## Work to complete:
Look through the material that follows and show every line with the string "NotADirectory".

## Records for the exercise:

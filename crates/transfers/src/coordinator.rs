//! Main entry point for managed transfers
//!
//! Call chain:
//!
//! User Code
//! ↓
//! TransferCoordinator (this file)
//! ↓ create_task / create_task_with_resume_data
//! Transport (transport/*)
//! ↓ notifications
//! EventRouter (router.rs)
//! ↓ placement / error resolution
//! Observers on the callback queue (callback_queue.rs)

use std::path::PathBuf;
use std::sync::{Arc, Weak};
use tracing::debug;

use crate::callback_queue::{CallbackExecutor, SerialQueue};
use crate::config::TransferConfig;
use crate::core::{
    Observers, Transfer, TransferError, TransferHandle, TransferListener, TransferMetrics, TransferState,
};
use crate::router::EventRouter;
use crate::transport::{ResumeData, TransferRequest, Transport, TransportDelegate, TransportTask};

/// Destination and observers for a new transfer
#[derive(Debug, Default)]
pub struct TransferOptions {
    directory: Option<PathBuf>,
    file_name: Option<String>,
    observers: Observers,
}

impl TransferOptions {
    pub fn new() -> Self {
        Self::default()
    }

    /// Directory to place the file in (defaults to the system temp dir)
    pub fn directory<P: Into<PathBuf>>(mut self, directory: P) -> Self {
        self.directory = Some(directory.into());
        self
    }

    /// File name to use instead of the server's suggestion
    pub fn file_name<S: Into<String>>(mut self, file_name: S) -> Self {
        self.file_name = Some(file_name.into());
        self
    }

    /// Notify `listener`; the transfer only keeps a weak reference
    pub fn listener<L: TransferListener + 'static>(mut self, listener: &Arc<L>) -> Self {
        self.observers = self.observers.with_listener(listener);
        self
    }

    pub fn on_progress<F>(mut self, callback: F) -> Self
    where
        F: Fn(f32, u64, Option<u64>) + Send + Sync + 'static,
    {
        self.observers = self.observers.with_progress(callback);
        self
    }

    pub fn on_completion<F>(mut self, callback: F) -> Self
    where
        F: FnOnce(Option<TransferError>, Option<PathBuf>) + Send + 'static,
    {
        self.observers = self.observers.with_completion(callback);
        self
    }

    pub fn observers(mut self, observers: Observers) -> Self {
        self.observers = observers;
        self
    }
}

/// Creates transfers and owns their registry
///
/// Construct one per process (or per independent group of transfers) and share
/// it by reference or `Arc`; there is no implicit global instance. Dropping
/// the coordinator stops event routing for transfers that are still running.
pub struct TransferCoordinator {
    transport: Arc<dyn Transport>,
    router: Arc<EventRouter>,
}

impl std::fmt::Debug for TransferCoordinator {
    fn fmt(&self, f: &mut std::fmt::Formatter<'_>) -> std::fmt::Result {
        f.debug_struct("TransferCoordinator")
            .field("router", &self.router)
            .finish()
    }
}

impl TransferCoordinator {
    /// Create a coordinator notifying observers on a dedicated [`SerialQueue`]
    pub fn new(config: TransferConfig, transport: Arc<dyn Transport>) -> std::io::Result<Self> {
        let queue = SerialQueue::new(config.callback_queue_name.clone())?;
        Ok(Self::with_executor(config, transport, Arc::new(queue)))
    }

    /// Create a coordinator notifying observers on a custom executor
    pub fn with_executor(
        config: TransferConfig,
        transport: Arc<dyn Transport>,
        executor: Arc<dyn CallbackExecutor>,
    ) -> Self {
        let router = Arc::new(EventRouter::new(config, executor));
        Self { transport, router }
    }

    pub fn config(&self) -> &TransferConfig {
        self.router.config()
    }

    pub fn metrics(&self) -> &TransferMetrics {
        self.router.metrics()
    }

    /// Start downloading `request`
    ///
    /// Never fails here; every failure is reported to the observers as the
    /// terminal notification.
    pub fn create(&self, request: TransferRequest, options: TransferOptions) -> TransferHandle {
        debug!("Creating transfer for {}", request.url);
        let task = self.transport.create_task(request, self.delegate());
        self.adopt(task, options)
    }

    /// Continue a transfer from data produced by `cancel_producing_resume_data`
    pub fn resume(&self, resume_data: ResumeData, options: TransferOptions) -> TransferHandle {
        debug!("Creating transfer from {} bytes of resume data", resume_data.as_bytes().len());
        let task = self.transport.create_task_with_resume_data(resume_data, self.delegate());
        self.adopt(task, options)
    }

    /// Snapshot of the registered transfers, in no particular order
    pub fn current_transfers(&self, state: Option<TransferState>) -> Vec<TransferHandle> {
        self.router.transfers(state)
    }

    fn delegate(&self) -> Weak<dyn TransportDelegate> {
        let router: Arc<dyn TransportDelegate> = self.router.clone();
        Arc::downgrade(&router)
    }

    fn adopt(&self, task: Arc<dyn TransportTask>, options: TransferOptions) -> TransferHandle {
        let TransferOptions { directory, file_name, observers } = options;
        let transfer = Arc::new(Transfer::new(task, directory, file_name, observers));

        // Registered before starting so no event can miss the registry
        self.router.register(transfer.clone());
        self.router.metrics().record_created();

        if self.router.config().start_immediately {
            transfer.resume();
        }
        transfer
    }
}
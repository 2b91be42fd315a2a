//! Unified error taxonomy reported to transfer observers
//!
//! Every failure a transfer can end with is one of three kinds: an HTTP
//! status outside 200-299, a filesystem failure while placing the downloaded
//! file, or a pass-through failure of the underlying transport.

use std::path::PathBuf;
use std::sync::Arc;
use thiserror::Error;
use url::Url;

use crate::transport::TransportError;

/// Terminal error of a transfer
///
/// Errors are cheap to clone: the same value is kept on the transfer as
/// `last_error` and handed to every registered observer.
#[derive(Error, Debug, Clone)]
pub enum TransferError {
    /// The server answered with a status outside the accepted 200-299 range
    #[error("Server responded with HTTP status {status_code} for '{}'", display_url(.failing_url))]
    HttpStatus {
        status_code: u16,
        failing_url: Option<Url>,
    },

    /// The downloaded file could not be placed at its destination
    #[error("Could not place download from '{}'", display_url(.failing_url))]
    Filesystem {
        #[source]
        reason: FilesystemError,
        failing_url: Option<Url>,
    },

    /// The transport gave up on the transfer (reset, timeout, DNS, TLS, cancel)
    #[error("Transfer of '{}' failed", display_url(.failing_url))]
    Transport {
        #[source]
        underlying: TransportError,
        failing_url: Option<Url>,
    },
}

/// Kind tag of a [`TransferError`]
#[derive(Debug, Clone, Copy, PartialEq, Eq, Hash)]
pub enum TransferErrorKind {
    HttpStatus,
    Filesystem,
    Transport,
}

impl std::fmt::Display for TransferErrorKind {
    fn fmt(&self, f: &mut std::fmt::Formatter<'_>) -> std::fmt::Result {
        match self {
            TransferErrorKind::HttpStatus => write!(f, "http-status"),
            TransferErrorKind::Filesystem => write!(f, "filesystem"),
            TransferErrorKind::Transport => write!(f, "transport"),
        }
    }
}

/// Placement failures, wrapped into [`TransferError::Filesystem`]
#[derive(Error, Debug, Clone)]
pub enum FilesystemError {
    #[error("'{}' exists but is not a directory", .path.display())]
    NotADirectory { path: PathBuf },

    #[error("No file name could be determined for the download")]
    MissingFileName,

    #[error("The transport finished without staging a downloaded file")]
    NothingStaged,

    #[error("Failed {operation} '{}'", .path.display())]
    Io {
        path: PathBuf,
        operation: FileOperation,
        #[source]
        source: Arc<std::io::Error>,
    },
}

impl FilesystemError {
    pub(crate) fn io(path: impl Into<PathBuf>, operation: FileOperation, source: std::io::Error) -> Self {
        FilesystemError::Io {
            path: path.into(),
            operation,
            source: Arc::new(source),
        }
    }
}

/// Types of file operations for error context
#[derive(Debug, Clone, Copy, PartialEq, Eq)]
pub enum FileOperation {
    Read,
    Write,
    Create,
    Delete,
    Move,
    Replace,
    Metadata,
    CreateDir,
}

impl std::fmt::Display for FileOperation {
    fn fmt(&self, f: &mut std::fmt::Formatter<'_>) -> std::fmt::Result {
        match self {
            FileOperation::Read => write!(f, "reading"),
            FileOperation::Write => write!(f, "writing"),
            FileOperation::Create => write!(f, "creating"),
            FileOperation::Delete => write!(f, "deleting"),
            FileOperation::Move => write!(f, "moving"),
            FileOperation::Replace => write!(f, "replacing"),
            FileOperation::Metadata => write!(f, "reading metadata of"),
            FileOperation::CreateDir => write!(f, "creating directory"),
        }
    }
}

pub type Result<T> = std::result::Result<T, TransferError>;

fn display_url(url: &Option<Url>) -> &str {
    url.as_ref().map(Url::as_str).unwrap_or("<unknown>")
}

impl TransferError {
    pub fn http_status(status_code: u16, failing_url: Option<Url>) -> Self {
        TransferError::HttpStatus { status_code, failing_url }
    }

    pub fn filesystem(reason: FilesystemError, failing_url: Option<Url>) -> Self {
        TransferError::Filesystem { reason, failing_url }
    }

    pub fn transport(underlying: TransportError, failing_url: Option<Url>) -> Self {
        TransferError::Transport { underlying, failing_url }
    }

    pub fn kind(&self) -> TransferErrorKind {
        match self {
            TransferError::HttpStatus { .. } => TransferErrorKind::HttpStatus,
            TransferError::Filesystem { .. } => TransferErrorKind::Filesystem,
            TransferError::Transport { .. } => TransferErrorKind::Transport,
        }
    }

    /// URL of the request that failed, when it is known
    pub fn failing_url(&self) -> Option<&Url> {
        match self {
            TransferError::HttpStatus { failing_url, .. }
            | TransferError::Filesystem { failing_url, .. }
            | TransferError::Transport { failing_url, .. } => failing_url.as_ref(),
        }
    }

    /// Numeric status code, only for [`TransferErrorKind::HttpStatus`]
    pub fn status_code(&self) -> Option<u16> {
        match self {
            TransferError::HttpStatus { status_code, .. } => Some(*status_code),
            _ => None,
        }
    }

    /// Whether the transfer ended because it was cancelled
    pub fn is_cancellation(&self) -> bool {
        matches!(
            self,
            TransferError::Transport { underlying: TransportError::Cancelled, .. }
        )
    }

    /// Check if starting the transfer again could plausibly succeed
    pub fn is_recoverable(&self) -> bool {
        match self {
            TransferError::HttpStatus { status_code, .. } => {
                // Only server errors and throttling, never client errors (4xx)
                *status_code >= 500 || *status_code == 429
            }
            TransferError::Filesystem { reason, .. } => match reason {
                FilesystemError::Io { source, .. } => matches!(
                    source.kind(),
                    std::io::ErrorKind::Interrupted
                        | std::io::ErrorKind::TimedOut
                        | std::io::ErrorKind::WouldBlock
                ),
                _ => false,
            },
            TransferError::Transport { underlying, .. } => underlying.is_recoverable(),
        }
    }

    /// Get error category for metrics and logging
    pub fn category(&self) -> &'static str {
        match self {
            TransferError::HttpStatus { .. } => "http_status",
            TransferError::Filesystem { reason, .. } => match reason {
                FilesystemError::NotADirectory { .. } => "not_a_directory",
                FilesystemError::MissingFileName => "missing_file_name",
                FilesystemError::NothingStaged => "nothing_staged",
                FilesystemError::Io { .. } => "file_system",
            },
            TransferError::Transport { underlying, .. } => underlying.category(),
        }
    }
}
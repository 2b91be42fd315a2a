//! Transport abstraction
//!
//! The coordinator never speaks HTTP itself. It drives a [`Transport`] that
//! can start, suspend, resume and cancel transfers, and it receives the
//! transport's notifications through the [`TransportDelegate`] seam.
//!
//! Call chain:
//!
//! TransferCoordinator
//! ↓ create_task / resume
//! Transport → TransportTask (worker threads)
//! ↓ will_redirect / did_write_data / did_finish_staging / did_complete
//! EventRouter (the delegate)

pub mod http;

pub use http::{HttpTransport, HttpTransportError};

use serde::{Deserialize, Serialize};
use std::path::Path;
use std::sync::{Arc, Weak};
use thiserror::Error;
use url::Url;

use crate::core::TransferState;

/// Identifier assigned by the transport when a task is created
///
/// Unique among live tasks of one transport; the transport may reuse an id
/// once the task has completed.
#[derive(Debug, Clone, Copy, PartialEq, Eq, Hash, PartialOrd, Ord)]
pub struct TransferId(pub u64);

impl std::fmt::Display for TransferId {
    fn fmt(&self, f: &mut std::fmt::Formatter<'_>) -> std::fmt::Result {
        write!(f, "{}", self.0)
    }
}

/// A request for a single file
#[derive(Debug, Clone, PartialEq, Eq, Serialize, Deserialize)]
pub struct TransferRequest {
    pub url: Url,
    pub headers: Vec<(String, String)>,
}

impl TransferRequest {
    pub fn new(url: Url) -> Self {
        Self {
            url,
            headers: Vec::new(),
        }
    }

    /// Parse `url` and build a request for it
    pub fn parse(url: &str) -> std::result::Result<Self, url::ParseError> {
        Ok(Self::new(Url::parse(url)?))
    }

    /// Add a header sent with the request
    pub fn with_header<K: Into<String>, V: Into<String>>(mut self, key: K, value: V) -> Self {
        self.headers.push((key.into(), value.into()));
        self
    }
}

/// What the transport learned from the response headers
#[derive(Debug, Clone, PartialEq, Eq)]
pub struct ResponseInfo {
    /// URL that produced this response (after any followed redirects)
    pub url: Url,
    pub status: u16,
    pub expected_content_length: Option<u64>,
    /// File name proposed by the server or derived from the URL
    pub suggested_filename: Option<String>,
}

impl ResponseInfo {
    pub fn is_success(&self) -> bool {
        (200..=299).contains(&self.status)
    }
}

/// Opaque blob from which a transport can continue a cancelled transfer
#[derive(Debug, Clone, PartialEq, Eq)]
pub struct ResumeData(Vec<u8>);

impl ResumeData {
    pub fn from_bytes(bytes: Vec<u8>) -> Self {
        Self(bytes)
    }

    pub fn as_bytes(&self) -> &[u8] {
        &self.0
    }

    pub fn into_bytes(self) -> Vec<u8> {
        self.0
    }
}

/// Answer of the delegate to an offered redirect
#[derive(Debug, Clone, Copy, PartialEq, Eq)]
pub enum RedirectDecision {
    /// Request the redirect target instead
    Follow,
    /// Keep the redirect response as the final response
    Refuse,
}

/// Failures originating in the transport layer
///
/// These are passed through to observers unmodified, wrapped in
/// [`crate::TransferError::Transport`].
#[derive(Error, Debug, Clone)]
pub enum TransportError {
    #[error("Transfer was cancelled")]
    Cancelled,

    #[error("Request to '{url}' timed out")]
    TimedOut {
        url: Url,
        #[source]
        source: Arc<reqwest::Error>,
    },

    #[error("Could not connect to '{url}'")]
    Connection {
        url: Url,
        #[source]
        source: Arc<reqwest::Error>,
    },

    #[error("HTTP request to '{url}' failed")]
    Request {
        url: Url,
        #[source]
        source: Arc<reqwest::Error>,
    },

    #[error("Stopped after {limit} redirects while requesting '{url}'")]
    TooManyRedirects { url: Url, limit: usize },

    #[error("Redirect from '{url}' points to an invalid location '{location}'")]
    InvalidRedirect { url: Url, location: String },

    #[error("Resume data could not be decoded: {reason}")]
    InvalidResumeData { reason: String },

    #[error("Failed writing staged file '{}'", .path.display())]
    Staging {
        path: std::path::PathBuf,
        #[source]
        source: Arc<std::io::Error>,
    },
}

impl TransportError {
    /// Classify a reqwest failure for the request that was sent to `url`
    pub fn from_reqwest(url: &Url, error: reqwest::Error) -> Self {
        let url = error.url().cloned().unwrap_or_else(|| url.clone());
        if error.is_timeout() {
            TransportError::TimedOut { url, source: Arc::new(error) }
        } else if error.is_connect() {
            TransportError::Connection { url, source: Arc::new(error) }
        } else {
            TransportError::Request { url, source: Arc::new(error) }
        }
    }

    pub(crate) fn staging(path: &Path, source: std::io::Error) -> Self {
        TransportError::Staging {
            path: path.to_path_buf(),
            source: Arc::new(source),
        }
    }

    pub fn is_recoverable(&self) -> bool {
        matches!(
            self,
            TransportError::TimedOut { .. }
                | TransportError::Connection { .. }
                | TransportError::Request { .. }
        )
    }

    pub fn category(&self) -> &'static str {
        match self {
            TransportError::Cancelled => "cancelled",
            TransportError::TimedOut { .. } => "network_timeout",
            TransportError::Connection { .. } => "connection",
            TransportError::Request { .. } => "http_request",
            TransportError::TooManyRedirects { .. } => "too_many_redirects",
            TransportError::InvalidRedirect { .. } => "invalid_redirect",
            TransportError::InvalidResumeData { .. } => "invalid_resume_data",
            TransportError::Staging { .. } => "staging",
        }
    }
}

/// Callback receiving resume data after `cancel_producing_resume_data`
pub type ResumeDataCallback = Box<dyn FnOnce(Option<ResumeData>) + Send>;

/// One transfer as seen by the transport
pub trait TransportTask: Send + Sync {
    fn id(&self) -> TransferId;

    fn state(&self) -> TransferState;

    /// Start a created task or continue a suspended one
    fn resume(&self);

    /// Pause delivery of a running task
    fn suspend(&self);

    /// Abort without recovery data; the task still completes through the delegate
    fn cancel(&self);

    /// Abort and hand back resume data (or `None`) to `on_data`
    fn cancel_producing_resume_data(&self, on_data: ResumeDataCallback);

    fn original_request(&self) -> Option<TransferRequest>;

    /// Response headers, once they have been received
    fn response(&self) -> Option<ResponseInfo>;
}

/// Factory for transport tasks
///
/// Tasks start in [`TransferState::Created`] and emit nothing before their
/// first `resume()`.
pub trait Transport: Send + Sync {
    fn create_task(
        &self,
        request: TransferRequest,
        delegate: Weak<dyn TransportDelegate>,
    ) -> Arc<dyn TransportTask>;

    fn create_task_with_resume_data(
        &self,
        data: ResumeData,
        delegate: Weak<dyn TransportDelegate>,
    ) -> Arc<dyn TransportTask>;
}

/// Receiver of transport notifications
///
/// Called synchronously from transport worker threads. For one task the
/// notifications arrive in order: redirects, progress, staging, completion.
pub trait TransportDelegate: Send + Sync {
    fn will_redirect(&self, id: TransferId, response: &ResponseInfo, target: &Url) -> RedirectDecision;

    /// Cumulative byte count written to the staged file
    fn did_write_data(&self, id: TransferId, total_bytes_written: u64, total_bytes_expected: Option<u64>);

    /// The body is complete in `staged_path`; the file is deleted after this returns
    fn did_finish_staging(&self, id: TransferId, staged_path: &Path);

    fn did_complete(&self, id: TransferId, error: Option<TransportError>);
}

## Task result:
    NotADirectory { path: PathBuf },
                FilesystemError::NotADirectory { .. } => "not_a_directory",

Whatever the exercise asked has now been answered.